DATA TO PROCESS.
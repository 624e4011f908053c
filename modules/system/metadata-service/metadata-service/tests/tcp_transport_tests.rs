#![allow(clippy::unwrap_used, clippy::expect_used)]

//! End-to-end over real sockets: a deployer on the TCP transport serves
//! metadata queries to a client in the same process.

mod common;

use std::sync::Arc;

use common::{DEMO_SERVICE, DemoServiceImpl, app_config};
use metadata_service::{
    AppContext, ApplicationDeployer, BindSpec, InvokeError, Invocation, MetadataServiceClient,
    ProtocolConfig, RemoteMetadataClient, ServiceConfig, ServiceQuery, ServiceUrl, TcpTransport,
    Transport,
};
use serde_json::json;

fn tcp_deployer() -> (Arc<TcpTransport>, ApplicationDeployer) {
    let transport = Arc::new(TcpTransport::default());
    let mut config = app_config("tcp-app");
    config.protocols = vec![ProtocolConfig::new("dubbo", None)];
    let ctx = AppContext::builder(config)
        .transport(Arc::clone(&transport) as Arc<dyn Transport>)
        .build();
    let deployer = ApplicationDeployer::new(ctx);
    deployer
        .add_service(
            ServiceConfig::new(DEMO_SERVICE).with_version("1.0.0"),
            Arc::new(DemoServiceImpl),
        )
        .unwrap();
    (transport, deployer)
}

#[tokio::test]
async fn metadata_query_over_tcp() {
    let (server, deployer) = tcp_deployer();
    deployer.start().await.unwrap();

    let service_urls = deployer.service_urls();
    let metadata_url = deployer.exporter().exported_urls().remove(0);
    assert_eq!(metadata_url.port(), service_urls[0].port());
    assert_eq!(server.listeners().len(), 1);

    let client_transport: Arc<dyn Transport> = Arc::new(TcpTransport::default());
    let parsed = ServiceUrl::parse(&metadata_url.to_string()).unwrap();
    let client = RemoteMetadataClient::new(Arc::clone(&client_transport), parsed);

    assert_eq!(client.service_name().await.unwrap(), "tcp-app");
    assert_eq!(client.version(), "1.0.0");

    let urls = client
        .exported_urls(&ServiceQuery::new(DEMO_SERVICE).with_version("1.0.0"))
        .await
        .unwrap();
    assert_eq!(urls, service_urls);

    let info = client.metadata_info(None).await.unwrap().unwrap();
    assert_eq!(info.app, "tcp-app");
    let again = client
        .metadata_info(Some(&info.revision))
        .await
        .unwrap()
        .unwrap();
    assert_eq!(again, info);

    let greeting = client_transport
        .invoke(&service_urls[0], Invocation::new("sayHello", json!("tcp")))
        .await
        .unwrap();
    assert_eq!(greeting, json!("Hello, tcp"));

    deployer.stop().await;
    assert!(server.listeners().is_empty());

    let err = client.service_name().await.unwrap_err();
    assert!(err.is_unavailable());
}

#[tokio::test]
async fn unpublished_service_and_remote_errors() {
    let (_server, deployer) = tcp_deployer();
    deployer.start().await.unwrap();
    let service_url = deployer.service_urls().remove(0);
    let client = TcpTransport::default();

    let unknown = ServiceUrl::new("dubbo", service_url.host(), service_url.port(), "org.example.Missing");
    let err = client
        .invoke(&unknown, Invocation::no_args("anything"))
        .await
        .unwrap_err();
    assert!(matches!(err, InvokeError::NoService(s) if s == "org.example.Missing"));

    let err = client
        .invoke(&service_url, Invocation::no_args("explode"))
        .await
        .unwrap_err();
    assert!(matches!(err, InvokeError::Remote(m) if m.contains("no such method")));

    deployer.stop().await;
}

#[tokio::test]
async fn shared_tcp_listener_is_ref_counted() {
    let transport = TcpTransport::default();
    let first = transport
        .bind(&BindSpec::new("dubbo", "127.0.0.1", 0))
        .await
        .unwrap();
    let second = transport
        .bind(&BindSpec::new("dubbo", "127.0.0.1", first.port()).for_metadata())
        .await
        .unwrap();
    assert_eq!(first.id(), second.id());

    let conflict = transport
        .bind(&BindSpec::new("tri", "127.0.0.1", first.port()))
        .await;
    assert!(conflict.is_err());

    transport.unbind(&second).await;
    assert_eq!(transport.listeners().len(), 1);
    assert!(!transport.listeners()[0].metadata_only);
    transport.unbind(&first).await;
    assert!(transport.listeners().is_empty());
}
* * *
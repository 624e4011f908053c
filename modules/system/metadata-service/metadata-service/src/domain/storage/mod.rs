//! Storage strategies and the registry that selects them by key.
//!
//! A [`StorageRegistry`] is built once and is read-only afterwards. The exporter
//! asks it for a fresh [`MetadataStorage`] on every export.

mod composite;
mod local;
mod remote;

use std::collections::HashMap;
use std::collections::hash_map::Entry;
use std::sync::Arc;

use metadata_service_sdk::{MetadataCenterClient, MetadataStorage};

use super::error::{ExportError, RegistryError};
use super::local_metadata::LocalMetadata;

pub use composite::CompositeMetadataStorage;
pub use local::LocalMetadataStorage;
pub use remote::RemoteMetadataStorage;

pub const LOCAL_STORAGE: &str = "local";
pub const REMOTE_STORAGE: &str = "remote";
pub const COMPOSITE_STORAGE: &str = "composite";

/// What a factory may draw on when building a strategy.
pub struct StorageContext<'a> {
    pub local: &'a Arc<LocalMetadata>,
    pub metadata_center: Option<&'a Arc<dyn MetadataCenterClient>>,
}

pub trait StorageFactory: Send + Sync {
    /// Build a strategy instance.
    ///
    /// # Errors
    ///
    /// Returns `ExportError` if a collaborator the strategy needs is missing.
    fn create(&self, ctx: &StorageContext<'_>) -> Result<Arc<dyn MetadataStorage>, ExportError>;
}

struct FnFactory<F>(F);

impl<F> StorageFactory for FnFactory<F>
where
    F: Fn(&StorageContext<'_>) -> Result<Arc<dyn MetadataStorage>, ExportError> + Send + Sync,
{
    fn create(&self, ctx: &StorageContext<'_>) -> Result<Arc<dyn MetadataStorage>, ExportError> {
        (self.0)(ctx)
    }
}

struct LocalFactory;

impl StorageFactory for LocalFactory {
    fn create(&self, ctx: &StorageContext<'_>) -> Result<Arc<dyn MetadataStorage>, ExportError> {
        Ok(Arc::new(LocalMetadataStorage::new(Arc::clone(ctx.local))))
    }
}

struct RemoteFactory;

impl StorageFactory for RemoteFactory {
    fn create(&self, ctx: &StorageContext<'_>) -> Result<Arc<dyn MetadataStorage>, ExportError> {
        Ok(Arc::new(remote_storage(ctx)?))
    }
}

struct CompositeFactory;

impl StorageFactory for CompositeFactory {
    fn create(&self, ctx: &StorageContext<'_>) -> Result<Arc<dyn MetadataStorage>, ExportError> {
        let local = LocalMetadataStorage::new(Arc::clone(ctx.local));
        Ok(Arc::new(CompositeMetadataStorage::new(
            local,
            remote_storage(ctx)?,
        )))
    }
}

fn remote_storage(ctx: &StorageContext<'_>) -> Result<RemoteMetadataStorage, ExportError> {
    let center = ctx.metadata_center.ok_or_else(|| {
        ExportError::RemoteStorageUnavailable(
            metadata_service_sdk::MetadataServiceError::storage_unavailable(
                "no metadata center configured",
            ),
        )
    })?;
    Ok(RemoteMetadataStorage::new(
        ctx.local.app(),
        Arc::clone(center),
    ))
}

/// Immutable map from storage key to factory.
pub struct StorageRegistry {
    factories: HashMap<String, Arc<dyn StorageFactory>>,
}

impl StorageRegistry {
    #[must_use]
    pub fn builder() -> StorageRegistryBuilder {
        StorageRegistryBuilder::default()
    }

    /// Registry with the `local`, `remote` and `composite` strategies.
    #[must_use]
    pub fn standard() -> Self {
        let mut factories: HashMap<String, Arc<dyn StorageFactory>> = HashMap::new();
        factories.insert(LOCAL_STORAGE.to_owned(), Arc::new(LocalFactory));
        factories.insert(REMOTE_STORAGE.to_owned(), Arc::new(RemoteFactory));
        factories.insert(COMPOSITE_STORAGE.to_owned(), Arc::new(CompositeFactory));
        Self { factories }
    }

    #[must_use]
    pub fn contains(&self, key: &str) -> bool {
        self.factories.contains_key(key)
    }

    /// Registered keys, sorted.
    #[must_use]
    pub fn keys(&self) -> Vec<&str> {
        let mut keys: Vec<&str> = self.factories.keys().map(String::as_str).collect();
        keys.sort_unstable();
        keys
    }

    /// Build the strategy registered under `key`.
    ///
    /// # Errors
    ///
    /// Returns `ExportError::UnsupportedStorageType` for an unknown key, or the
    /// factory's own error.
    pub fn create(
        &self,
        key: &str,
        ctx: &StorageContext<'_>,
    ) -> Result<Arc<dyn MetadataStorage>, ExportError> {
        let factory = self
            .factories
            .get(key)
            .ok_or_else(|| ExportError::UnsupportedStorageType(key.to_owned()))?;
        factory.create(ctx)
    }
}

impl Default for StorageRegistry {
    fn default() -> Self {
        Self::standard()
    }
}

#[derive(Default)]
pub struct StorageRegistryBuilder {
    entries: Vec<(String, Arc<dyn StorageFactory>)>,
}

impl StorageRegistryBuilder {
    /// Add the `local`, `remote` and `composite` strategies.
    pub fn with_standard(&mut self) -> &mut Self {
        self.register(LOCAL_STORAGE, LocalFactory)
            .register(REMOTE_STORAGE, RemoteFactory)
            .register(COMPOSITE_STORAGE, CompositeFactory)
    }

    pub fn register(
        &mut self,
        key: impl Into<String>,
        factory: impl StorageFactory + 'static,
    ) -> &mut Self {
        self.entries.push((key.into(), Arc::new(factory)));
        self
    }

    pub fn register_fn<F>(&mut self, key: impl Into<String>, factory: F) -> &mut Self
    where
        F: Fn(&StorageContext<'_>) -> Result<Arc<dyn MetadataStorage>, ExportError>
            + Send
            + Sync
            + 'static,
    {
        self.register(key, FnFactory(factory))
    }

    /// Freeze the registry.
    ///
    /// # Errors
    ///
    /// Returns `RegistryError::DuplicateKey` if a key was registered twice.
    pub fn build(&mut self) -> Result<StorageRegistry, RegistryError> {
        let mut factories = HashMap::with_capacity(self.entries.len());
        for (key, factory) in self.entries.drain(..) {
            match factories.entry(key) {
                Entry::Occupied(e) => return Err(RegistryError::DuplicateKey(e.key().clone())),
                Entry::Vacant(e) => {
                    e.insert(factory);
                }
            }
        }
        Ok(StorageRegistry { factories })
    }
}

WORK REQUEST.
Produce only the lines from the line containing "pub const REMOTE_STORAGE: &str" through the line containing "pub local: &'a", inclusive of both, exactly as they stand in the entries above.

TASK RESULT.
pub const REMOTE_STORAGE: &str = "remote";
pub const COMPOSITE_STORAGE: &str = "composite";

/// What a factory may draw on when building a strategy.
pub struct StorageContext<'a> {
    pub local: &'a Arc<LocalMetadata>,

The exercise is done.